=== Entries shown ===

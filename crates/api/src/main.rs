use std::sync::Arc;

use promostore_api::app::{build_app, AppServices};
use promostore_infra::{PgStore, SmtpConfig, SmtpMailer, WebdavClient, WebdavConfig};

#[tokio::main]
async fn main() -> anyhow::Result<()> {
    promostore_observability::init();

    let jwt_secret = std::env::var("ADMIN_JWT_SECRET").unwrap_or_else(|_| {
        tracing::warn!("ADMIN_JWT_SECRET not set; using insecure dev default");
        "dev-secret".to_string()
    });

    let mut services = match std::env::var("DATABASE_URL") {
        Ok(url) => {
            let store = PgStore::connect(&url).await?;
            store.ensure_schema().await?;
            tracing::info!("using Postgres-backed stores");
            AppServices::postgres(store)
        }
        Err(_) => {
            tracing::warn!("DATABASE_URL not set; using in-memory stores");
            AppServices::in_memory()
        }
    };

    if let Ok(base_url) = std::env::var("WEBDAV_URL") {
        let config = WebdavConfig {
            public_base_url: std::env::var("WEBDAV_PUBLIC_URL").unwrap_or_else(|_| base_url.clone()),
            base_url,
            username: std::env::var("WEBDAV_USER").unwrap_or_default(),
            password: std::env::var("WEBDAV_PASSWORD").unwrap_or_default(),
        };
        services = services.with_media(Arc::new(WebdavClient::new(config)));
    } else {
        tracing::warn!("WEBDAV_URL not set; media uploads disabled");
    }

    match (
        std::env::var("SMTP_HOST"),
        std::env::var("CONTACT_TO"),
        std::env::var("CONTACT_FROM"),
    ) {
        (Ok(host), Ok(to), Ok(from)) => {
            let config = SmtpConfig {
                host,
                username: std::env::var("SMTP_USER").unwrap_or_default(),
                password: std::env::var("SMTP_PASSWORD").unwrap_or_default(),
                to,
                from,
            };
            services = services.with_mailer(Arc::new(SmtpMailer::new(config)?));
        }
        _ => {
            tracing::warn!("SMTP_HOST/CONTACT_TO/CONTACT_FROM not set; contact mail disabled");
        }
    }

    let app = build_app(Arc::new(services), &jwt_secret);

    let bind_addr =
        std::env::var("BIND_ADDR").unwrap_or_else(|_| "0.0.0.0:8080".to_string());
    let listener = tokio::net::TcpListener::bind(&bind_addr).await?;
    tracing::info!("listening on {}", listener.local_addr()?);

    axum::serve(listener, app).await?;
    Ok(())
}
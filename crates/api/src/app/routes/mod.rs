use axum::{routing::get, Router};

pub mod allowlist;
pub mod catalog;
pub mod categories;
pub mod contact;
pub mod content;
pub mod hero;
pub mod media;
pub mod products;
pub mod system;

/// Routes readable by the storefront without authentication.
pub fn public_router() -> Router {
    Router::new()
        .route("/catalog/products", get(catalog::list_products))
        .route("/catalog/products/:code", get(catalog::get_product))
        .route("/catalog/categories", get(catalog::category_tree))
        .route("/content/hero", get(catalog::list_hero))
        .route("/content/services", get(catalog::list_services))
        .route("/content/social", get(catalog::list_social))
        .route("/contact", axum::routing::post(contact::submit))
}

/// Routes behind the admin gate; nested under `/admin`.
pub fn admin_router() -> Router {
    Router::new()
        .merge(products::router())
        .merge(categories::router())
        .merge(hero::router())
        .merge(content::router())
        .merge(allowlist::router())
        .merge(media::router())
        .route("/whoami", get(system::whoami))
}
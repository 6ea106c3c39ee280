//! `promostore-auth` — pure authentication boundary.
//!
//! Admin identity is delegated to a token-issuing identity provider; this
//! crate models only what the backend needs from it: verified claims carrying
//! the admin's email, deterministic claims validation, and the allow-list
//! rules that gate dashboard access. Intentionally decoupled from HTTP and
//! storage.

pub mod allowlist;
pub mod claims;

pub use allowlist::{validate_email, AllowlistEntry};
pub use claims::{validate_claims, AdminClaims, TokenValidationError};
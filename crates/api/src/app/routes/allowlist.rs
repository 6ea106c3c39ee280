//! Admin allow-list management.
//!
//! Any allow-listed admin may edit the list, including removing themselves;
//! their current token keeps working only until the next request re-checks
//! the list.

use std::sync::Arc;

use axum::{
    extract::{Extension, Path},
    http::StatusCode,
    response::IntoResponse,
    routing::post,
    Json, Router,
};

use crate::app::{dto, errors};
use crate::app::services::AppServices;

pub fn router() -> Router {
    Router::new()
        .route("/allowlist", post(add).get(list))
        .route("/allowlist/:email", axum::routing::delete(remove))
}

async fn add(
    Extension(services): Extension<Arc<AppServices>>,
    Json(body): Json<dto::AllowlistAddRequest>,
) -> axum::response::Response {
    match services.allowlist.add(&body.email).await {
        Ok(entry) => (StatusCode::CREATED, Json(entry)).into_response(),
        Err(e) => errors::store_error_to_response(e),
    }
}

async fn list(Extension(services): Extension<Arc<AppServices>>) -> axum::response::Response {
    match services.allowlist.list().await {
        Ok(entries) => (StatusCode::OK, Json(entries)).into_response(),
        Err(e) => errors::store_error_to_response(e),
    }
}

async fn remove(
    Extension(services): Extension<Arc<AppServices>>,
    Path(email): Path<String>,
) -> axum::response::Response {
    match services.allowlist.remove(&email).await {
        Ok(()) => StatusCode::NO_CONTENT.into_response(),
        Err(e) => errors::store_error_to_response(e),
    }
}
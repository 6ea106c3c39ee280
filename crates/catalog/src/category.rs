//! Categories: a one-level name/slug hierarchy.
//!
//! # Invariants
//! - A category must not be its own parent, and re-parenting must not form a
//!   cycle (only one level is exercised, but nothing here assumes depth).
//! - A name is unique among siblings sharing the same `parent_id`; the
//!   top level (no parent) is its own sibling set.

use serde::{Deserialize, Serialize};

use promostore_core::{CategoryId, DomainError, DomainResult};

#[derive(Debug, Clone, PartialEq, Eq, Serialize, Deserialize)]
pub struct Category {
    pub id: CategoryId,
    pub name: String,
    pub slug: String,
    pub parent_id: Option<CategoryId>,
}

/// Input for creating a category. The slug is derived, not supplied.
#[derive(Debug, Clone, PartialEq, Eq, Serialize, Deserialize)]
pub struct NewCategory {
    pub name: String,
    pub parent_id: Option<CategoryId>,
}

impl NewCategory {
    pub fn validate(&self) -> DomainResult<()> {
        if self.name.trim().is_empty() {
            return Err(DomainError::validation("category name cannot be empty"));
        }
        Ok(())
    }
}

/// Field updates for an existing category.
#[derive(Debug, Clone, Default, PartialEq, Eq, Serialize, Deserialize)]
pub struct CategoryUpdate {
    pub name: Option<String>,
    /// `Some(None)` moves the category to the top level.
    pub parent_id: Option<Option<CategoryId>>,
}

/// URL slug for a category name: lowercased, runs of non-alphanumerics
/// collapsed to a single `-`, trimmed of leading/trailing dashes.
pub fn slugify(name: &str) -> String {
    let mut slug = String::with_capacity(name.len());
    let mut pending_dash = false;
    for c in name.chars() {
        if c.is_alphanumeric() {
            if pending_dash && !slug.is_empty() {
                slug.push('-');
            }
            pending_dash = false;
            slug.extend(c.to_lowercase());
        } else {
            pending_dash = true;
        }
    }
    slug
}

/// Enforce sibling-name uniqueness.
///
/// `exclude` skips the category's own row when re-checking during a rename.
/// Comparison is exact; no write may happen when this fails.
pub fn ensure_unique_sibling(
    name: &str,
    parent_id: Option<CategoryId>,
    existing: &[Category],
    exclude: Option<CategoryId>,
) -> DomainResult<()> {
    let duplicate = existing.iter().any(|c| {
        c.parent_id == parent_id && c.name == name && Some(c.id) != exclude
    });
    if duplicate {
        return Err(DomainError::conflict(format!(
            "a category named {name:?} already exists at this level"
        )));
    }
    Ok(())
}

/// Reject self-parenting and cycles when assigning `parent_id` to `id`.
pub fn ensure_acyclic_parent(
    id: CategoryId,
    parent_id: Option<CategoryId>,
    existing: &[Category],
) -> DomainResult<()> {
    let mut current = parent_id;
    let mut hops = 0usize;
    while let Some(p) = current {
        if p == id {
            return Err(DomainError::invariant(
                "category parent must not form a cycle",
            ));
        }
        hops += 1;
        if hops > existing.len() {
            // Pre-existing corruption; refuse rather than loop.
            return Err(DomainError::invariant("category tree contains a cycle"));
        }
        current = existing.iter().find(|c| c.id == p).and_then(|c| c.parent_id);
    }
    Ok(())
}

/// A top-level category with its (single level of) children, for the public
/// catalog tree.
#[derive(Debug, Clone, PartialEq, Eq, Serialize, Deserialize)]
pub struct CategoryNode {
    #[serde(flatten)]
    pub category: Category,
    pub children: Vec<Category>,
}

/// Assemble the public tree: top-level categories with nested children,
/// both levels sorted by name.
pub fn build_tree(mut categories: Vec<Category>) -> Vec<CategoryNode> {
    categories.sort_by(|a, b| a.name.cmp(&b.name));
    let (roots, children): (Vec<_>, Vec<_>) =
        categories.into_iter().partition(|c| c.parent_id.is_none());

    roots
        .into_iter()
        .map(|root| {
            let children = children
                .iter()
                .filter(|c| c.parent_id == Some(root.id))
                .cloned()
                .collect();
            CategoryNode {
                category: root,
                children,
            }
        })
        .collect()
}

#[cfg(test)]
mod tests {
    use super::*;

    fn cat(name: &str, parent_id: Option<CategoryId>) -> Category {
        Category {
            id: CategoryId::new(),
            name: name.into(),
            slug: slugify(name),
            parent_id,
        }
    }

    #[test]
    fn slugs_are_lowercase_dashed() {
        assert_eq!(slugify("Coffee Mugs"), "coffee-mugs");
        assert_eq!(slugify("T-Shirts & Polos"), "t-shirts-polos");
        assert_eq!(slugify("  Pens  "), "pens");
    }

    #[test]
    fn duplicate_sibling_name_is_a_conflict() {
        let existing = vec![cat("Mugs", None), cat("Pens", None)];
        let err = ensure_unique_sibling("Mugs", None, &existing, None).unwrap_err();
        assert!(matches!(err, DomainError::Conflict(_)));
    }

    #[test]
    fn same_name_under_a_different_parent_is_allowed() {
        let parent = cat("Drinkware", None);
        let existing = vec![parent.clone(), cat("Classic", Some(parent.id))];
        // "Classic" at the top level does not clash with "Classic" under Drinkware.
        assert!(ensure_unique_sibling("Classic", None, &existing, None).is_ok());
    }

    #[test]
    fn rename_excludes_own_row() {
        let a = cat("Mugs", None);
        let existing = vec![a.clone(), cat("Pens", None)];
        assert!(ensure_unique_sibling("Mugs", None, &existing, Some(a.id)).is_ok());
        assert!(ensure_unique_sibling("Pens", None, &existing, Some(a.id)).is_err());
    }

    #[test]
    fn self_parenting_is_rejected() {
        let a = cat("Mugs", None);
        let existing = vec![a.clone()];
        assert!(ensure_acyclic_parent(a.id, Some(a.id), &existing).is_err());
    }

    #[test]
    fn two_node_cycle_is_rejected() {
        let a = cat("Mugs", None);
        let b = cat("Espresso", Some(a.id));
        let existing = vec![a.clone(), b.clone()];
        // Re-parenting a under b would make a -> b -> a.
        assert!(ensure_acyclic_parent(a.id, Some(b.id), &existing).is_err());
    }

    #[test]
    fn tree_groups_children_under_roots() {
        let drinkware = cat("Drinkware", None);
        let office = cat("Office", None);
        let mugs = cat("Mugs", Some(drinkware.id));
        let bottles = cat("Bottles", Some(drinkware.id));

        let tree = build_tree(vec![office.clone(), mugs, bottles, drinkware.clone()]);
        assert_eq!(tree.len(), 2);
        assert_eq!(tree[0].category.name, "Drinkware");
        let child_names: Vec<_> = tree[0].children.iter().map(|c| c.name.as_str()).collect();
        assert_eq!(child_names, ["Bottles", "Mugs"]);
        assert!(tree[1].children.is_empty());
    }
}
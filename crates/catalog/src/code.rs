//! Product code generation.
//!
//! A product code is the first three alphanumeric characters of its category
//! name, uppercased, followed by a random 5-digit suffix: `"Mugs"` yields codes like
//! `MUG48213`. Collisions are possible, so callers retry with fresh
//! candidates; the retry count is bounded by [`MAX_CODE_ATTEMPTS`] and
//! exhaustion is a conflict, never an infinite loop.

use rand::Rng;

use promostore_core::ProductCode;

/// Upper bound on candidate codes tried before the store gives up.
pub const MAX_CODE_ATTEMPTS: u32 = 16;

/// Derive the alphabetic prefix for a category name.
///
/// Takes the first three characters (the whole name when shorter), uppercased.
/// Non-alphanumeric characters are skipped so `"T-Shirts"` maps to `TSH`, not
/// `T-S`.
pub fn code_prefix(category_name: &str) -> String {
    category_name
        .chars()
        .filter(|c| c.is_alphanumeric())
        .take(3)
        .flat_map(char::to_uppercase)
        .collect()
}

/// Produce one candidate code: prefix plus a random 5-digit suffix.
pub fn candidate_code(prefix: &str, rng: &mut impl Rng) -> ProductCode {
    let suffix: u32 = rng.gen_range(0..100_000);
    ProductCode::from_generated(format!("{prefix}{suffix:05}"))
}

#[cfg(test)]
mod tests {
    use rand::rngs::StdRng;
    use rand::SeedableRng;

    use super::*;

    #[test]
    fn prefix_uppercases_first_three_characters() {
        assert_eq!(code_prefix("Mugs"), "MUG");
        assert_eq!(code_prefix("pens"), "PEN");
    }

    #[test]
    fn prefix_of_short_name_is_the_whole_name() {
        assert_eq!(code_prefix("Go"), "GO");
    }

    #[test]
    fn prefix_skips_punctuation_and_spaces() {
        assert_eq!(code_prefix("T-Shirts"), "TSH");
        assert_eq!(code_prefix(" key chains"), "KEY");
    }

    #[test]
    fn candidate_is_prefix_plus_five_digits() {
        let mut rng = StdRng::seed_from_u64(7);
        let code = candidate_code("MUG", &mut rng);
        let s = code.as_str();
        assert!(s.starts_with("MUG"), "{s}");
        let suffix = &s["MUG".len()..];
        assert_eq!(suffix.len(), 5);
        assert!(suffix.chars().all(|c| c.is_ascii_digit()));
    }

    #[test]
    fn successive_candidates_differ() {
        let mut rng = StdRng::seed_from_u64(1);
        let a = candidate_code("MUG", &mut rng);
        let b = candidate_code("MUG", &mut rng);
        assert_ne!(a, b);
    }

    proptest::proptest! {
        #[test]
        fn prefix_is_at_most_three_uppercase_alphanumerics(name in "[ -~]{0,32}") {
            let prefix = code_prefix(&name);
            proptest::prop_assert!(prefix.chars().count() <= 3);
            proptest::prop_assert!(prefix.chars().all(|c| !c.is_lowercase() && c.is_alphanumeric()));
        }

        #[test]
        fn candidate_suffix_is_always_five_digits(seed in proptest::num::u64::ANY) {
            let mut rng = StdRng::seed_from_u64(seed);
            let code = candidate_code("PEN", &mut rng);
            let suffix = &code.as_str()["PEN".len()..];
            proptest::prop_assert_eq!(suffix.len(), 5);
            proptest::prop_assert!(suffix.chars().all(|c| c.is_ascii_digit()));
        }
    }
}
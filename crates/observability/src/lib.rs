//! Tracing/logging setup shared by binaries and tests.

pub mod tracing;

/// Initialize process-wide observability (tracing/logging).
///
/// Safe to call multiple times; subsequent calls are no-ops.
pub fn init() {
    tracing::init();
}
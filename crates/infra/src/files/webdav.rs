//! WebDAV-backed media store.

use async_trait::async_trait;
use reqwest::{Client, Method, StatusCode};

use super::{validate_path, MediaError, MediaStore};

#[derive(Debug, Clone)]
pub struct WebdavConfig {
    /// Base URL of the share, e.g. `https://dav.example.com/media`.
    pub base_url: String,
    pub username: String,
    pub password: String,
    /// Base of the URLs handed back to clients. Usually the share exposed
    /// read-only over plain HTTP.
    pub public_base_url: String,
}

#[derive(Debug, Clone)]
pub struct WebdavClient {
    http: Client,
    config: WebdavConfig,
}

impl WebdavClient {
    pub fn new(mut config: WebdavConfig) -> Self {
        while config.base_url.ends_with('/') {
            config.base_url.pop();
        }
        while config.public_base_url.ends_with('/') {
            config.public_base_url.pop();
        }
        Self {
            http: Client::new(),
            config,
        }
    }

    fn url_for(&self, path: &str) -> String {
        format!("{}/{}", self.config.base_url, path)
    }

    /// MKCOL every parent collection of `path`. An existing collection
    /// answers 405, which is fine.
    async fn ensure_collections(&self, path: &str) -> Result<(), MediaError> {
        let mut prefix = String::new();
        let Some((directories, _file)) = path.rsplit_once('/') else {
            return Ok(());
        };
        for segment in directories.split('/') {
            if !prefix.is_empty() {
                prefix.push('/');
            }
            prefix.push_str(segment);
            let response = self
                .http
                .request(Method::from_bytes(b"MKCOL").map_err(|e| MediaError::upstream("mkcol", e))?, self.url_for(&prefix))
                .basic_auth(&self.config.username, Some(&self.config.password))
                .send()
                .await
                .map_err(|e| MediaError::upstream("mkcol", e))?;
            match response.status() {
                StatusCode::CREATED | StatusCode::METHOD_NOT_ALLOWED => {}
                status => {
                    return Err(MediaError::Upstream(format!(
                        "mkcol {prefix}: unexpected status {status}"
                    )));
                }
            }
        }
        Ok(())
    }
}

#[async_trait]
impl MediaStore for WebdavClient {
    async fn put(&self, path: &str, bytes: Vec<u8>) -> Result<String, MediaError> {
        validate_path(path)?;
        self.ensure_collections(path).await?;
        let response = self
            .http
            .put(self.url_for(path))
            .basic_auth(&self.config.username, Some(&self.config.password))
            .body(bytes)
            .send()
            .await
            .map_err(|e| MediaError::upstream("put", e))?;
        if !response.status().is_success() {
            return Err(MediaError::Upstream(format!(
                "put {path}: unexpected status {}",
                response.status()
            )));
        }
        tracing::info!(path, "media file uploaded");
        Ok(format!("{}/{}", self.config.public_base_url, path))
    }

    async fn delete(&self, path: &str) -> Result<(), MediaError> {
        validate_path(path)?;
        let response = self
            .http
            .delete(self.url_for(path))
            .basic_auth(&self.config.username, Some(&self.config.password))
            .send()
            .await
            .map_err(|e| MediaError::upstream("delete", e))?;
        if response.status() == StatusCode::NOT_FOUND {
            return Err(MediaError::Upstream(format!("no such file: {path}")));
        }
        if !response.status().is_success() {
            return Err(MediaError::Upstream(format!(
                "delete {path}: unexpected status {}",
                response.status()
            )));
        }
        Ok(())
    }
}
//! Dashboard allow-list rules.
//!
//! The identity provider authenticates; the allow-list authorizes. Membership
//! lookup is an exact, case-sensitive string match (original behavior kept;
//! see DESIGN.md for the open question on case folding).

use std::sync::LazyLock;

use chrono::{DateTime, Utc};
use regex::Regex;
use serde::{Deserialize, Serialize};

use promostore_core::{DomainError, DomainResult};

/// An email permitted to use the admin dashboard.
#[derive(Debug, Clone, PartialEq, Eq, Serialize, Deserialize)]
pub struct AllowlistEntry {
    pub email: String,
    pub added_at: DateTime<Utc>,
}

static EMAIL_SHAPE: LazyLock<Regex> = LazyLock::new(|| {
    // Standard email-shape check; deliverability is the relay's problem.
    Regex::new(r"^[^\s@]+@[^\s@]+\.[^\s@]+$").unwrap()
});

/// Validate the shape of an email before it enters the allow-list.
pub fn validate_email(email: &str) -> DomainResult<()> {
    if !EMAIL_SHAPE.is_match(email) {
        return Err(DomainError::validation(format!(
            "{email:?} is not a valid email address"
        )));
    }
    Ok(())
}

#[cfg(test)]
mod tests {
    use super::*;

    #[test]
    fn well_formed_addresses_pass() {
        assert!(validate_email("admin@promostore.example").is_ok());
        assert!(validate_email("a.b+tag@sub.domain.co").is_ok());
    }

    #[test]
    fn malformed_addresses_fail() {
        for bad in ["", "plain", "no@dot", "@missing.local", "two@@ats.com", "sp ace@x.com"] {
            assert!(validate_email(bad).is_err(), "{bad:?} should be rejected");
        }
    }
}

===

* _What you are asked to do_:
Write down only how many lines in the listing contain the word "identity".

* _Your response_:
2